第110回 · 実践 問291 · 病態
65歳男性。2型糖尿病の既往があり処方1の薬剤を服用している。約15年前にC型肝炎ウイルス(HCV)感染症と診断され、インターフェロン治療を受けたがウイルスは陰性化しなかった。その後、C型慢性肝炎に対して処方2の薬剤を内服し経過観察中であったが、AST及びALTの軽度上昇が認められたため、直接作用型抗ウイルス薬(処方3)が追加された。(処方1)カナグリフロジン錠100mg 1回1錠(1日1錠)、テネリグリプチン錠20mg 1回1錠(1日1錠)1日1回 朝食後 28日分(処方2)ウルソデオキシコール酸錠100mg 1回2錠(1日6錠)1日3回 朝昼夕食後 28日分(処方3)レジパスビル・ソホスブビル配合錠 1回1錠(1日1錠)1日1回 夕食後 28日分。処方3追加時とその2ヶ月後受診時の検査値は下表のとおりであった。

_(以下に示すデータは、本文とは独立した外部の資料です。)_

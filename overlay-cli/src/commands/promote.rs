//! `overlay promote` — patch documents from edited corrections.

use std::path::PathBuf;

use anyhow::{Context, Result};
use clap::Args;
use overlay_sync::pipeline::{self, Stage};

use super::GlobalArgs;

/// Arguments for `overlay promote`.
#[derive(Args, Debug)]
pub struct PromoteArgs {
    /// Destination directory (defaults to `patch_dir`).
    #[arg(long, value_name = "DIR")]
    pub out: Option<PathBuf>,

    /// Show what would be written without touching any file.
    #[arg(long)]
    pub dry_run: bool,
}

impl PromoteArgs {
    pub fn run(self, global: &GlobalArgs) -> Result<()> {
        let mut config = global.load()?;
        if let Some(out) = self.out {
            config.patch_dir = out;
        }
        let report =
            pipeline::run(&config, Stage::Promote, self.dry_run).context("promotion failed")?;
        if report.written() == 0 && !report.has_failures() {
            println!("No corrections differ from the baseline.");
        }
        super::finish(&report, self.dry_run)
    }
}
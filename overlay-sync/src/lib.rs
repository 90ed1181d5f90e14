//! # overlay-sync
//!
//! Directory-level orchestration around the `overlay-core` engines:
//! change-gated atomic writes, orphan cleanup and batch runs.
//!
//! Call [`pipeline::run`] with a [`Stage`] (or one of [`sync_dir`],
//! [`project_dir`], [`promote_dir`], [`seed_dir`]) to process a whole
//! directory. [`status::check_dir`] and [`diff::diff_dir`] are read-only.

pub mod diff;
pub mod error;
pub mod layout;
pub mod pipeline;
pub mod status;
pub mod writer;

pub use error::SyncError;
pub use pipeline::{
    project_dir, promote_dir, seed_dir, sync_dir, FileOutcome, FileReport, RunReport, Stage,
};
pub use status::{FileStatus, StatusReport};
pub use writer::WriteResult;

(身体所見並びに検査結果。各項目[処方3追加時/2ヶ月後受診時])身長 165cm/165cm、体重 80kg/82kg、BMI 29.4/30.1、HbA1c 8.2%/8.3%、eGFR 40/29(mL/min/1.73m²)、血圧 130/80/132/80(mmHg)、AST 65/70(IU/L)、ALT 70/82(IU/L)、尿タンパク ±/+。検査結果を見た医師から、院内における採用薬の確認と治療薬の変更について、薬剤部に問合せがあった。 検査値から判断し、処方3の薬剤を変更することにした。変更後の治療薬として、最も適切なのはどれか。1つ選べ。
- 1ラミブジン
- 2グレカプレビル・ピブレンタスビル配合錠
- 3エンテカビル
- 4テノホビルアラフェナミド
- 5ソホスブビル・ベルパタスビル配合錠+リバビリン
解答と解説を見る
正解: 2
ソホスブビル含有DAAはeGFR<30で禁忌。eGFR29の本症例ではグレカプレビル/ピブレンタスビル配合錠 (マヴィレット) が選択肢。答2。